ROI is nutteloos in het aantonen van effectiviteit

23 december 2014, 12:00

Nee, het is geen mening, maar aangetoond door wetenschappelijk onderzoek

Degene die geloven in de meetbaarheid van deze wereld, zien ROI als het ultieme meetinstrument om de waarde van wat dan ook te bepalen. De populariteit van ROI komt doordat het een meetbaar resultaat, uitgedrukt in een cijfer en dat ontwikkeld is door de financiële wereld: dat heeft blijkbaar status. Dit zie je ook terug bij contentmarketeers, die willen bewijzen dat contentmarketing ook echt werkt. En met de sterke opkomst van marketing automation lijkt de roep om ROI alleen maar sterker te worden, omdat het nu makkelijker dan ooit is om de ROI aan te tonen. Toch? Nou, eigenlijk niet nee. Op basis van wetenschappelijke studies concludeer ik dat we niet eens weten wat ROI nu echt is en dat een dergelijk meetinstrument te simpel is om de complexe (content)marketingprocessen in een cijfertje te omvatten. ROI is dus eigenlijk nutteloos in het aantonen van effectiviteit.
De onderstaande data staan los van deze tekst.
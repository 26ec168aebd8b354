//! LLM provider abstractions.
//!
//! - `LlmProvider`: RPITIT trait for concrete provider implementations
//! - `BoxLlmProvider`: object-safe wrapper for dynamic dispatch

pub mod box_provider;
pub mod provider;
Tja, zullen vele lezers nu denken: weer een blogpost over ROI? En ook weer een die zegt dat we termen als ROI links moeten laten liggen? Stopt die discussie nu nooit? Inderdaad, het afgelopen jaar is een redelijk aantal blogposts over de ROI van contentmarketing geschreven en is er op twitter ook stevig over gediscussieerd.

Maar al deze discussies ten spijt, we zijn er niet echt wijzer van geworden. De discussies blijven namelijk hangen op het geloof dat je aanhangt: of je bent ervan overtuigd dat elke investering die je doet in (content)marketing bewezen effectief moet zijn, of je bent ervan overtuigd dat dit helemaal niet nodig is, want met goede verhalen boek je altijd succes.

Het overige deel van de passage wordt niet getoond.